Wild Iran: interesting film on a photographer’s journey across Iran

Herbert Ostwald, “Wild Iran” (2011)

This documentary follows the Iranian-German wildlife photographer and environmentalist Benny Rebel on a 6-week journey across Iran taking photographs and videos of endangered species of animals in their natural habitats in the country’s national parks. The film zigzags through a variety of landscapes from the semi-tropical forests of northern Iran through the mountains in the central part of the country down to the hot and arid desert regions of the south and then back north to the Caspian Sea coast.

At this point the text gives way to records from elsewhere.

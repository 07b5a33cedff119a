#![warn(missing_docs)]
#![doc = include_str!(concat!(env!("CARGO_MANIFEST_DIR"), "/README.md"))]

mod action;
pub use action::Action;

mod reducer;
pub use reducer::{StoreError, reduce};

mod state;
pub use state::{MarketState, Side, Trade};

mod store;
pub use store::Store;
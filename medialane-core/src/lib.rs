#![warn(missing_docs)]
#![doc = include_str!(concat!(env!("CARGO_MANIFEST_DIR"), "/README.md"))]

/// Domain models for the MediaLane marketplace.
///
/// This module contains the records that appear in list views, the price
/// representation they share, and the transient filter criteria, pages and
/// summaries that views are derived from or into.
///
/// The models are plain data with minimal logic. Anything that interprets
/// them on behalf of a view lives behind the traits in [`ports`].
pub mod models;

/// Interface traits for the MediaLane list derivation.
///
/// These traits define the contract between the records, the derivation
/// engine and the collaborators that supply raw collections, without
/// specifying how any of those are implemented.
pub mod ports;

Animals encountered along the way include brown bears, Asiatic cheetahs, deer, flamingoes, gazelles, ibexes, leopards, mouflon sheep, picas and various species of birds and reptiles.

It can be a bit bewildering to watch: there appears to be no logic in the way the film was put together and viewers have the impression that Rebel was dashing all over the country in Range Rovers and planes whenever the whim took him. The film would have done better to map out the routes he actually took on an animated map that would appear from time to time throughout the film just so viewers could appreciate the scope of the work Rebel undertook. Few in the West know much about Iran and most Westerners have very stereotyped views of the country and its people from news reports which either hammer on about Iran’s nuclear energy programs, its treatment of women and minority groups, and human rights violations. The narration can sometimes be annoying and a little patronising to viewers; far better it would have been for the film-makers to follow Rebel about and let him do all the explaining and talking as his English language skills are very good and his passion for his work lights up the screen.

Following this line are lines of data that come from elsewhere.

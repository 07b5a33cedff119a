use super::{Price, RecordId};
use crate::ports::Listable;
use time::OffsetDateTime;

/// A crowdfunding campaign backing the creation of a new IP asset
#[derive(Debug, Clone, PartialEq)]
#[cfg_attr(feature = "schemars", derive(schemars::JsonSchema))]
#[cfg_attr(
    feature = "serde",
    derive(serde::Serialize, serde::Deserialize),
    serde(rename_all = "camelCase")
)]
pub struct Campaign {
    /// Unique identifier for the campaign
    pub id: RecordId,
    /// Campaign title
    #[cfg_attr(feature = "serde", serde(default))]
    pub title: String,
    /// The campaign owner
    #[cfg_attr(feature = "serde", serde(default))]
    pub creator: Option<String>,
    /// The kind of work being funded
    #[cfg_attr(feature = "serde", serde(default))]
    pub category: Option<String>,
    /// e.g. "active", "funded", "ended"
    #[cfg_attr(feature = "serde", serde(default))]
    pub status: Option<String>,
    /// The funding goal, which is what price orderings compare
    #[cfg_attr(feature = "serde", serde(default))]
    pub goal: Option<Price>,
    /// Funds raised so far
    #[cfg_attr(feature = "serde", serde(default))]
    pub raised: Option<Price>,
    /// Number of backers
    #[cfg_attr(feature = "serde", serde(default))]
    pub backers: Option<u64>,
    /// When the campaign was opened
    #[cfg_attr(
        feature = "serde",
        serde(
            default,
            with = "time::serde::rfc3339::option",
            skip_serializing_if = "Option::is_none"
        )
    )]
    #[cfg_attr(feature = "schemars", schemars(with = "Option<String>"))]
    pub created_at: Option<OffsetDateTime>,
}

impl Listable for Campaign {
    fn id(&self) -> &RecordId {
        &self.id
    }

    fn search_fields(&self) -> impl Iterator<Item = &str> {
        [Some(self.title.as_str()), self.creator.as_deref()]
            .into_iter()
            .flatten()
    }

    fn category(&self) -> Option<&str> {
        self.category.as_deref()
    }

    fn status(&self) -> Option<&str> {
        self.status.as_deref()
    }

    fn price(&self) -> Option<&Price> {
        self.goal.as_ref()
    }

    fn timestamp(&self) -> Option<OffsetDateTime> {
        self.created_at
    }

    fn engagement(&self) -> u64 {
        self.backers.unwrap_or(0)
    }
}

The film does a good job of emphasising Iran’s unique position as a crossroads of animal life and landscapes: animals we associate with European temperate climes (bears, boar, deer, mouflon) live almost cheek by jowl with animals more usually representative of African desert and Asian tropical areas. Feral camels wander the desert in Iran and Caspian leopards hunt red deer. A cheetah is filmed chasing down a rabbit. The off-camera narrator will sometimes give current population figures for particular species of animals and note that the creatures were far more populous and widespread in the past. Opportunities to examine human-animal interactions and the role nature has played in Iranian history and culture over two to three millennia are unfortunately few but those that appear in the film can be quite astounding, in particular the filming of the interiors of pigeon towers, used not just to house pigeons but also to express Iranian ingenuity and artistry in arranging nesting places in pleasing geometric patterns such that the pigeons don’t crap on top of one another, and to collect the guano that falls to the ground for use as fertiliser. The film stops to visit a group of nomadic Qashqai herders taking their goats to new grazing grounds and to follow some animals that have taken refuge in the ruins of Persepolis, built about 2,500 years as a monument to imperial Persian power.

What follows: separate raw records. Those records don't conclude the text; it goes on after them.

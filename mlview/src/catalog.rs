use crate::PathOrStd;
use medialane_core::ports::Catalog;
use serde::de::DeserializeOwned;
use std::{marker::PhantomData, time::Duration};
use tracing::{Instrument as _, Level, event, span};

/// The ways loading a JSON collection can fail
#[derive(Debug, thiserror::Error)]
pub enum CatalogError {
    #[error("unable to read {source_name}: {err}")]
    Read {
        source_name: String,
        #[source]
        err: std::io::Error,
    },
    #[error("malformed collection in {source_name}: {err}")]
    Parse {
        source_name: String,
        #[source]
        err: serde_json::Error,
    },
}

/// A collection stored as a JSON array in a file or on stdin
#[derive(Debug)]
pub struct JsonCatalog<R> {
    source: PathOrStd,
    _records: PhantomData<fn() -> R>,
}

impl<R> JsonCatalog<R> {
    pub fn new(source: PathOrStd) -> Self {
        Self {
            source,
            _records: PhantomData,
        }
    }
}

impl<R: DeserializeOwned + Send> Catalog<R> for JsonCatalog<R> {
    type Error = CatalogError;

    fn load(&self) -> impl Future<Output = Result<Vec<R>, Self::Error>> + Send {
        let source = self.source.clone();
        async move {
            let source_name = source.to_string();
            let bytes = source.read_bytes().await.map_err(|err| CatalogError::Read {
                source_name: source_name.clone(),
                err,
            })?;

            let records: Vec<R> = serde_json::from_slice(&bytes)
                .map_err(|err| CatalogError::Parse { source_name, err })?;
            event!(Level::DEBUG, source = %source, records = records.len(), "loaded collection");
            Ok(records)
        }
    }
}

/// A catalog that answers only after a fixed delay.
///
/// This stands in for the latency of a remote marketplace backend, so loading
/// behaves like the asynchronous fetch it replaces.
#[derive(Debug, Clone)]
pub struct Simulated<C> {
    inner: C,
    latency: Option<Duration>,
}

impl<C> Simulated<C> {
    pub fn new(inner: C, latency: Option<Duration>) -> Self {
        Self { inner, latency }
    }
}

impl<R, C> Catalog<R> for Simulated<C>
where
    C: Catalog<R> + Sync,
{
    type Error = C::Error;

    fn load(&self) -> impl Future<Output = Result<Vec<R>, Self::Error>> + Send {
        let latency = self.latency;
        let span = span!(Level::DEBUG, "simulated fetch");
        async move {
            if let Some(latency) = latency {
                event!(Level::DEBUG, latency = ?latency, "waiting");
                tokio::time::sleep(latency).await;
            }
            self.inner.load().await
        }
        .instrument(span)
    }
}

Unfortunately the emphasis on Rebel’s journey around Iran means that the film-makers did not consider asking members of the Iranian public about their views on conservation and preserving the country’s remaining wilderness areas as this was not part of the film’s scope. It might have been interesting and informative for Western viewers to see and hear what ordinary Iranians think of Rebel’s efforts and his aims in documenting wildlife conservation efforts. We also do not see Rebel writing his report for the Iranian government – mention of the report comes as an after-thought near the end of the film – and so we have no idea of how committed the government might be to preserving the nation’s wildlife and natural environments.

Some information on Rebel’s photography and particular methods of capturing animals on film and the equipment is given but it is very vague. He works very close-up to the animals, so much so that he often puts himself in some danger from the animals’ reactions to his presence and the noise his equipment makes.

The film works as an interesting nature documentary and travelogue for family viewing and as a snapshot of life in Iran in a very general way. People wanting more depth to their nature documentaries and to know more about Iran’s conservation efforts must treat this film as an introduction and find out more information for themselves.

The Ghost Writer: a straightforward story that deals fleetingly with the nature of US-UK relations

Roman Polanski, “The Ghost Writer” (2009)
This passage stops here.